◆ Description of the task:
Report how many lines in the records that follow have the word "impl" in them, giving the number and nothing more.

◆ Dataset records:

# # # #

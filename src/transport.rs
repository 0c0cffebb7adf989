//! Transport ports: the engine's view of its two channels.
//!
//! The engine never touches QR rendering or data-channel plumbing. It sees
//! a required visual port (byte frames in/out, fixed capacity) and an
//! optional binary port (ordered messages with a `buffered_amount`
//! backpressure signal). Both are interchangeable from the engine's
//! perspective; emission fans out to both when the binary port is present.
//!
//! The `memory` module provides channel-backed adapters used by the test
//! suite and by hosts that bridge real scanners/channels through queues.

use crate::error::TransportError;
use async_trait::async_trait;
use std::sync::atomic::{AtomicUsize, Ordering};
use std::sync::Arc;
use tokio::sync::mpsc;

/// The visual channel: one displayed/scanned byte frame at a time.
#[async_trait]
pub trait VisualPort: Send {
    /// Emit one frame for display.
    async fn send_frame(&mut self, frame: &[u8]) -> Result<(), TransportError>;

    /// Next scanned frame, or `None` once the adapter has closed.
    async fn next_frame(&mut self) -> Option<Vec<u8>>;

    fn close(&mut self);
}

/// The binary channel: ordered reliable messages with backpressure
/// feedback.
#[async_trait]
pub trait BinaryPort: Send {
    async fn send_message(&mut self, message: &[u8]) -> Result<(), TransportError>;

    /// Bytes accepted but not yet flushed by the underlying channel. The
    /// engine suspends binary emission while this exceeds its watermark.
    fn buffered_amount(&self) -> usize;

    /// Next inbound message, or `None` once the adapter has closed.
    async fn next_message(&mut self) -> Option<Vec<u8>>;

    fn close(&mut self);
}

// ── In-memory adapters ───────────────────────────────────────────────────────

pub mod memory {
    use super::*;

    /// One endpoint of an in-memory visual link.
    pub struct MemoryVisual {
        tx: Option<mpsc::UnboundedSender<Vec<u8>>>,
        rx: mpsc::UnboundedReceiver<Vec<u8>>,
    }

    /// Two cross-wired visual endpoints: frames sent on one side arrive on
    /// the other.
    pub fn visual_pair() -> (MemoryVisual, MemoryVisual) {
        let (a_tx, a_rx) = mpsc::unbounded_channel();
        let (b_tx, b_rx) = mpsc::unbounded_channel();
        (
            MemoryVisual { tx: Some(a_tx), rx: b_rx },
            MemoryVisual { tx: Some(b_tx), rx: a_rx },
        )
    }

    #[async_trait]
    impl VisualPort for MemoryVisual {
        async fn send_frame(&mut self, frame: &[u8]) -> Result<(), TransportError> {
            let tx = self.tx.as_ref().ok_or(TransportError::VisualClosed)?;
            tx.send(frame.to_vec())
                .map_err(|_| TransportError::VisualClosed)
        }

        async fn next_frame(&mut self) -> Option<Vec<u8>> {
            self.rx.recv().await
        }

        fn close(&mut self) {
            self.tx = None;
        }
    }

    /// One endpoint of an in-memory binary link. `buffered_amount` reads a
    /// shared counter that tests steer to simulate a saturated channel.
    pub struct MemoryBinary {
        tx: Option<mpsc::UnboundedSender<Vec<u8>>>,
        rx: mpsc::UnboundedReceiver<Vec<u8>>,
        buffered: Arc<AtomicUsize>,
    }

    impl MemoryBinary {
        /// Handle for driving the simulated `buffered_amount` from outside.
        pub fn backpressure_handle(&self) -> Arc<AtomicUsize> {
            self.buffered.clone()
        }
    }

    /// Two cross-wired binary endpoints.
    pub fn binary_pair() -> (MemoryBinary, MemoryBinary) {
        let (a_tx, a_rx) = mpsc::unbounded_channel();
        let (b_tx, b_rx) = mpsc::unbounded_channel();
        (
            MemoryBinary {
                tx: Some(a_tx),
                rx: b_rx,
                buffered: Arc::new(AtomicUsize::new(0)),
            },
            MemoryBinary {
                tx: Some(b_tx),
                rx: a_rx,
                buffered: Arc::new(AtomicUsize::new(0)),
            },
        )
    }

    #[async_trait]
    impl BinaryPort for MemoryBinary {
        async fn send_message(&mut self, message: &[u8]) -> Result<(), TransportError> {
            let tx = self.tx.as_ref().ok_or(TransportError::BinaryClosed)?;
            tx.send(message.to_vec())
                .map_err(|_| TransportError::BinaryClosed)
        }

        fn buffered_amount(&self) -> usize {
            self.buffered.load(Ordering::Relaxed)
        }

        async fn next_message(&mut self) -> Option<Vec<u8>> {
            self.rx.recv().await
        }

        fn close(&mut self) {
            self.tx = None;
        }
    }
}
// ── Handshake over the wire ──────────────────────────────────────────────────

#[tokio::test]
async fn handshake_over_visual_channel_derives_matching_keys() {
    let (mut sv, mut rv) = visual_pair();
    let session_id = Uuid::new_v4();

    let receiver_half = tokio::spawn(async move {
        opticalsend::handshake_over_visual_receiver(
            &mut rv,
            RequestedOptions {
                block_size: 1024,
                prefer_compression: true,
            },
            Duration::from_secs(5),
        )
        .await
        .unwrap()
    });

    let sender_key =
        opticalsend::handshake_over_visual_sender(&mut sv, session_id, Duration::from_secs(5))
            .await
            .unwrap();
    let response = receiver_half.await.unwrap();

    assert_eq!(sender_key.as_bytes(), response.session_key.as_bytes());
    assert_eq!(response.session_id, session_id);
}

#[tokio::test]
async fn handshake_times_out_without_a_peer() {
    let (mut sv, _rv) = visual_pair();
    let result = opticalsend::handshake_over_visual_sender(
        &mut sv,
        Uuid::new_v4(),
        Duration::from_millis(50),
    )
    .await;
    assert!(matches!(
        result,
        Err(opticalsend::HandshakeError::Timeout)
    ));
}

// ── Boundary: zero-byte file ─────────────────────────────────────────────────

#[tokio::test]
async fn zero_byte_file_transfers_as_single_empty_block() {
    let (sender_key, receiver_key, session_id) = handshake_keys();
    let data: Vec<u8> = Vec::new();

    let (sv, rv) = visual_pair();
    let (sender, _sh) = Sender::new(
        sender_key,
        "empty.bin",
        &data,
        Journal::open(temp_root("zero_s")).unwrap(),
        fast_config(),
        Box::new(sv),
        None,
    )
    .await
    .unwrap();
    assert_eq!(sender.session().total_blocks, 1);

    let (receiver, mut rh) = Receiver::new(
        session_id,
        receiver_key,
        Journal::open(temp_root("zero_r")).unwrap(),
        fast_config(),
        Box::new(rv),
        None,
    )
    .await
    .unwrap();

    let receiver_task = tokio::spawn(receiver.run());
    let sender_session = sender.run().await.unwrap();
    let receiver_session = receiver_task.await.unwrap().unwrap();

    assert_eq!(sender_session.state, SessionState::Completed);
    assert_eq!(receiver_session.state, SessionState::Completed);

    let events = drain_events(&mut rh.events);
    let (received, sha256) = received_file(&events).expect("file delivered");
    assert!(received.is_empty());
    assert_eq!(sha256, opticalsend::crypto::content_hash_hex(&[]));
}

# # # #

◆ Task result:
3